6.3.1.4 Machine Learning Technique
All the data in this experiment is numeric. The target variable (the MAE) is known for each training tuple and therefore a supervised machine learning ap- proach is suited to the problem. Often, a neural network approach would be used in the classification scenario where labelled numeric data exists. However, we wish to understand the underlying patterns and correlations between the feature values and precision scores. We therefore require a technique which will produce one or more rules. The technique used is regression trees, which are similar to ordinary decision trees except they can be used with numeric data [234]. The regression tree used is the model tree inducer M50 [189]. The machine learning
package WEKA is used which has an implementation of M50 [234].
The results of performing feature selection, where some subset of features are selected prior to running the M50 approach, is also tested.
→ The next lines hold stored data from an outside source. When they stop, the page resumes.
#[cfg(test)]
mod tests {
    use super::*;
    use chrono::{DateTime, NaiveDate};
    use serde_json::json;
    use std::collections::BTreeMap;

    fn record(column: &str, value: StoreValue) -> StoreRecord {
        [(column.to_string(), value)].into_iter().collect()
    }

    fn scalar(key: &str, kind: ScalarKind) -> FieldPlan {
        FieldPlan {
            key: key.to_string(),
            shape: FieldShape::Scalar {
                kind,
                is_list: false,
            },
        }
    }

    fn movie_node(fields: Vec<FieldPlan>) -> NodeShape {
        NodeShape {
            is_list: false,
            typename: TypeResolution::Static("Movie".into()),
            branches: vec![("Movie".into(), fields)],
        }
    }

    #[test]
    fn test_rows_become_a_list() {
        let plan = RootPlan {
            response_key: "movies".into(),
            column: "this".into(),
            collect: RootCollect::Rows,
            shape: FieldShape::Node(movie_node(vec![
                scalar("title", ScalarKind::String),
                scalar("views", ScalarKind::BigInt),
                FieldPlan {
                    key: "__typename".into(),
                    shape: FieldShape::Typename,
                },
            ])),
        };
        let records = vec![
            record("this", json!({"title": "Heat", "views": 9007199254740993_i64}).into()),
            record("this", json!({"title": "Ronin", "views": null}).into()),
        ];
        assert_eq!(
            shape(&records, &plan).unwrap(),
            json!({"movies": [
                {"title": "Heat", "views": "9007199254740993", "__typename": "Movie"},
                {"title": "Ronin", "views": null, "__typename": "Movie"}
            ]})
        );
    }

    #[test]
    fn test_missing_column() {
        let plan = RootPlan {
            response_key: "movies".into(),
            column: "this".into(),
            collect: RootCollect::Rows,
            shape: FieldShape::Node(movie_node(vec![])),
        };
        let records = vec![record("other", StoreValue::Null)];
        assert!(matches!(
            shape(&records, &plan),
            Err(ShapeError::MissingColumn { .. })
        ));
    }

    #[test]
    fn test_temporal_spatial_and_duration_round_trip() {
        let plan = RootPlan {
            response_key: "movie".into(),
            column: "this".into(),
            collect: RootCollect::FirstRow,
            shape: FieldShape::Node(movie_node(vec![
                scalar("released", ScalarKind::DateTime),
                scalar("runtime", ScalarKind::Duration),
                scalar("location", ScalarKind::Point),
                scalar("premiere", ScalarKind::Date),
            ])),
        };

        let released = "2020-05-01T12:30:00.000Z";
        let native: BTreeMap<String, StoreValue> = [
            (
                "released".to_string(),
                StoreValue::DateTime(DateTime::parse_from_rfc3339(released).unwrap()),
            ),
            (
                "runtime".to_string(),
                StoreValue::Duration(temporal::parse_iso_duration("PT1H50M").unwrap()),
            ),
            (
                "location".to_string(),
                StoreValue::Point(Point {
                    srid: spatial::WGS84_2D,
                    x: 13.4,
                    y: 52.5,
                    z: None,
                }),
            ),
            (
                "premiere".to_string(),
                StoreValue::Date(NaiveDate::from_ymd_opt(2020, 5, 1).unwrap()),
            ),
        ]
        .into_iter()
        .collect();
        let from_native = shape(&[record("this", StoreValue::Map(native))], &plan).unwrap();

        // the same values as a JSON driver would hand them back
        let from_strings = shape(
            &[record(
                "this",
                json!({
                    "released": "2020-05-01T14:30:00+02:00",
                    "runtime": "PT110M",
                    "location": {"longitude": 13.4, "latitude": 52.5},
                    "premiere": "2020-05-01"
                })
                .into(),
            )],
            &plan,
        )
        .unwrap();

        let expected = json!({"movie": {
            "released": released,
            "runtime": "PT1H50M",
            "location": {"longitude": 13.4, "latitude": 52.5, "height": null, "crs": "wgs-84", "srid": 4326},
            "premiere": "2020-05-01"
        }});
        assert_eq!(from_native, expected);
        assert_eq!(from_strings, expected);
    }

    #[test]
    fn test_polymorphic_nodes_resolve_by_labels() {
        let shape_plan = NodeShape {
            is_list: true,
            typename: TypeResolution::Labels {
                type_name: "Production".into(),
                candidates: vec![
                    ("Movie".into(), vec!["Movie".into()]),
                    ("Series".into(), vec!["Series".into(), "Searchable".into()]),
                ],
            },
            branches: vec![
                (
                    "Movie".into(),
                    vec![
                        scalar("title", ScalarKind::String),
                        FieldPlan {
                            key: "__typename".into(),
                            shape: FieldShape::Typename,
                        },
                    ],
                ),
                (
                    "Series".into(),
                    vec![
                        scalar("episodes", ScalarKind::Int),
                        FieldPlan {
                            key: "__typename".into(),
                            shape: FieldShape::Typename,
                        },
                    ],
                ),
            ],
        };
        let value: StoreValue = json!([
            {"__labels": ["Movie"], "title": "Heat"},
            {"__labels": ["Searchable", "Series"], "episodes": 8}
        ])
        .into();
        assert_eq!(
            shape_node("actedIn", &value, &shape_plan).unwrap(),
            json!([
                {"title": "Heat", "__typename": "Movie"},
                {"episodes": 8, "__typename": "Series"}
            ])
        );

        let unknown: StoreValue = json!([{"__labels": ["Person"]}]).into();
        assert!(matches!(
            shape_node("actedIn", &unknown, &shape_plan),
            Err(ShapeError::UnresolvedType { .. })
        ));
    }

    #[test]
    fn test_connection_page_info_and_cursors() {
        let window = PageWindow {
            offset: 5,
            limit: Some(5),
            cursor_rejected: false,
            signature: "abc".into(),
        };
        let connection = ConnectionShape {
            window: window.clone(),
            selections: vec![
                ConnectionField::TotalCount("totalCount".into()),
                ConnectionField::PageInfo {
                    key: "pageInfo".into(),
                    fields: vec![
                        PageInfoField::HasNextPage("hasNextPage".into()),
                        PageInfoField::HasPreviousPage("hasPreviousPage".into()),
                        PageInfoField::EndCursor("endCursor".into()),
                    ],
                },
                ConnectionField::Edges {
                    key: "edges".into(),
                    fields: vec![
                        EdgeField::Cursor("cursor".into()),
                        EdgeField::Properties {
                            key: "properties".into(),
                            branches: vec![(
                                "ActedIn".into(),
                                vec![scalar("role", ScalarKind::String)],
                            )],
                        },
                    ],
                },
            ],
        };
        let edges: Vec<Value> = (0..5)
            .map(|i| json!({"node": {}, "properties": {"__type": "ActedIn", "role": format!("r{}", i)}}))
            .collect();
        let value: StoreValue = json!({"edges": edges, "totalCount": 20}).into();

        let shaped = shape_connection("actorsConnection", &value, &connection).unwrap();
        assert_eq!(shaped["totalCount"], json!(20));
        assert_eq!(shaped["pageInfo"]["hasNextPage"], json!(true));
        assert_eq!(shaped["pageInfo"]["hasPreviousPage"], json!(true));
        assert_eq!(shaped["pageInfo"]["endCursor"], json!(window.cursor_at(4)));
        assert_eq!(shaped["edges"][0]["cursor"], json!(window.cursor_at(0)));
        assert_eq!(shaped["edges"][2]["properties"], json!({"role": "r2"}));
    }

    #[test]
    fn test_aggregate_objects() {
        let plan = RootPlan {
            response_key: "moviesAggregate".into(),
            column: "this".into(),
            collect: RootCollect::FirstRow,
            shape: FieldShape::Object(vec![
                scalar("count", ScalarKind::Int),
                FieldPlan {
                    key: "runtime".into(),
                    shape: FieldShape::Object(vec![scalar("average", ScalarKind::Duration)]),
                },
            ]),
        };
        let records = vec![record(
            "this",
            json!({"count": 2, "runtime": {"average": "P0M0DT5400S"}}).into(),
        )];
        assert_eq!(
            shape(&records, &plan).unwrap(),
            json!({"moviesAggregate": {"count": 2, "runtime": {"average": "PT1H30M"}}})
        );
    }
}
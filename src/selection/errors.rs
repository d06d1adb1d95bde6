use thiserror::Error;

use crate::schema_model::SchemaError;

/// Errors raised while reading a request's selection tree and its `where` /
/// `sort` / paging arguments against the schema model.
#[derive(Debug, Clone, Error, PartialEq)]
pub enum SelectionError {
    #[error(transparent)]
    Schema(#[from] SchemaError),

    #[error("Invalid filter on `{type_name}.{field}`: {reason}")]
    Filter {
        type_name: String,
        field: String,
        reason: String,
    },

    #[error("Field `{field}` is not valid for any of the types [{candidates}]")]
    PolymorphicBranch { field: String, candidates: String },

    #[error("Invalid sort on `{type_name}`: {reason}")]
    InvalidSort { type_name: String, reason: String },

    #[error("Invalid value for argument `{argument}`: {reason}")]
    InvalidArgument { argument: String, reason: String },
}

impl SelectionError {
    pub fn filter(
        type_name: impl Into<String>,
        field: impl Into<String>,
        reason: impl Into<String>,
    ) -> Self {
        SelectionError::Filter {
            type_name: type_name.into(),
            field: field.into(),
            reason: reason.into(),
        }
    }

    pub fn polymorphic_branch(field: impl Into<String>, candidates: &[&str]) -> Self {
        SelectionError::PolymorphicBranch {
            field: field.into(),
            candidates: candidates.join(", "),
        }
    }

    pub fn invalid_argument(argument: impl Into<String>, reason: impl Into<String>) -> Self {
        SelectionError::InvalidArgument {
            argument: argument.into(),
            reason: reason.into(),
        }
    }
}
A feature selection
stage typically reduces the complexity of the rules produced, that is, the number of features used in the rules. Due to feature selection, the most predictive features with respect to the class (MAE) are chosen. This usually results in simpler rules. As the rules are to be used either prior to, or in conjunction with, producing recommendations, the quicker a performance prediction measure can be generated the better — and thus simpler rules are generally better if the accuracy of the rules with feature selection are comparable to the rules without feature selection.